Consulting Agreement


Edulegal OÜ company , located at Harju maakond , Kuusalu vald , Pudisoo Küla , Männimäe , 74626 Estonia, will be referred to as “ADVIST” in this contract.

In this contract, the person who receives consultancy service will be referred to as ‘CLIENT’.

In this contract, ADVIST and CLIENT will be referred to individually as ‘PARTY’ and collectively as ‘PARTIES’.

This contract regulates the relations between ADVIST and CLIENT, who will act as a residence work permit consultant.
Determines mutual rights and obligations and responsibilities between the PARTIES.


The purpose of this contract is to fulfill mutual obligations in an objective , honest and diligent manner in full and on time and to ensure mutual efficiency at the highest level.

PARTIES accept and undertake to work together within the scope required by the cooperation , to provide mutual support for the performance of the business or service, to comply with the terms of the contract in the fulfillment of rights and obligations, to comply with the principle of confidentiality.


ADVIST agrees and undertakes to provide the following works and services.

To apply for an E- Residency card
on behalf of the CLIENT, to establish a company in the Republic of Estonia
behalf of the CLIENT, to develop a project with an innovative business idea on behalf of the CLIENT, to apply for a reference letter to the Estonian Initiative Committee with the project developed on behalf of the
CLIENT , to inform the CLIENT throughout the process,
In case the project is not accepted, it accepts and undertakes to write a new project for once and to provide the necessary guidance to the
CLIENT about the required documents.


CLIENT, in line with ADVIST’s interests;

The work under the contract covered ADVIST service 3rd party / person ( s ) to provide e
advist to provide the documents requested,
advise the guidance to comply with the
fee in the contract and all other payments are complete and make timely, acceptance and commitment.
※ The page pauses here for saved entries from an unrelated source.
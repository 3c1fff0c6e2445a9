use std::collections::{BTreeMap, BTreeSet};
use std::sync::Arc;
use crate::core::{Fingerprint, State};

pub type Graph = Arc<BTreeMap<String, Vec<String>>>;

/// Walk along a directed graph from `start` until reaching `end`. Nodes in
/// `blocks` fail fast. This exercises the solvers through nothing but the
/// State trait, so tests can pin down traversal order precisely.
#[derive(Debug, Clone)]
pub struct GraphPuzzle {
    graph: Graph,
    start: String,
    end: String,
    blocks: Arc<BTreeSet<String>>,
}

impl GraphPuzzle {
    pub fn graph(edges: &[(&str, &[&str])]) -> Graph {
        Arc::new(edges.iter().map(|(from, to)| {
            (from.to_string(), to.iter().map(|t| t.to_string()).collect())
        }).collect())
    }

    pub fn new(graph: Graph, start: &str, end: &str) -> Self {
        Self::with_blocks(graph, start, end, &[])
    }

    pub fn with_blocks(graph: Graph, start: &str, end: &str, blocks: &[&str]) -> Self {
        Self {
            graph,
            start: start.to_string(),
            end: end.to_string(),
            blocks: Arc::new(blocks.iter().map(|b| b.to_string()).collect()),
        }
    }

    pub fn at(&self) -> &str {
        &self.start
    }

    /// Number of states currently sharing this puzzle's graph.
    pub fn live_handles(&self) -> usize {
        Arc::strong_count(&self.graph)
    }

    /// Nodes visited along a solver path, for compact assertions.
    pub fn nodes(path: &[GraphPuzzle]) -> Vec<&str> {
        path.iter().map(|p| p.at()).collect()
    }
}

impl State for GraphPuzzle {
    fn is_solved(&self) -> bool {
        self.start == self.end
    }

    fn fail_fast(&self) -> bool {
        self.blocks.contains(&self.start)
    }

    fn extensions(&self) -> Vec<Self> {
        self.graph.get(&self.start).map(|next| {
            next.iter().map(|n| Self {
                graph: self.graph.clone(),
                start: n.clone(),
                end: self.end.clone(),
                blocks: self.blocks.clone(),
            }).collect()
        }).unwrap_or_default()
    }

    fn fingerprint(&self) -> Fingerprint {
        Fingerprint::new(format!("({} -> {})", self.start, self.end))
    }
}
CLIENT will share a consultancy fee of 2600EU to ADVIST for the services to be provided .
ADVIST will invoice the consultancy fee corresponding to the fee to the CLIENT together with the payment . The fee paid includes all government fees and expenses. ADVIST cannot charge an additional fee. CLIENT makes the payment in two equal installations, the first installment being initially the second installment 60 days later. Payments are made online at

PARTIES; It has become a party to this contract, knowing its legal rights and obligations. For this reason, they accept and undertake that if they do not fulfill their contractual obligationsly obligations, they will compensate the damages of the other party.
It accepts and undertakes to comply with the legal legislation, commercial and social customs and practices, and not to violate the intellectual and industrial property rights of the
3rd party / person ( s ).
ADVIST accepts that all the information and documents given by CLIENT to the CLIENT regarding the works and the plans and projects to be carried out are correct and reflect the truth while concluding this contract; PARTIES accept and declare that ADVIST is under no obligation to investigate the truth and accuracy of these matters.
in case the CLIENT does not give approval for the work and transactions, and also does not pay the cost of the work and transactions; ADVIST will not be held responsible for the incomplete or non-delivery of these services.
ADVIST does not guarantee any residence and work permits for the CLIENT .

intellectual property rights of the project developed by ADVIST will belong to DANISAN .

As a rule, any material, information, idea, invention disclosed to the other by one of the PARTIES and that the disclosure party declares that it is in its possession and / or confidentiality, or which, in good faith, should be considered as proprietary and / or confidential information due to the conditions under which the disclosure was made. , innovation, work, method, progress and patent, copyright, trademark, trade secret , even if not subject to legal protection , all commercial, financial, technical information and the like are confidential, protected, not disclosed. Confidential Information can only be disclosed to the employees and subcontractors of the receiving party ‘to the extent they need to know’, and cannot be used or copied for purposes other than those permitted by this contract, without the written consent of the party providing the information. The PARTY who violates confidentiality and / or discloses confidential information without permission will indemnify the other party for all kinds of damage and loss.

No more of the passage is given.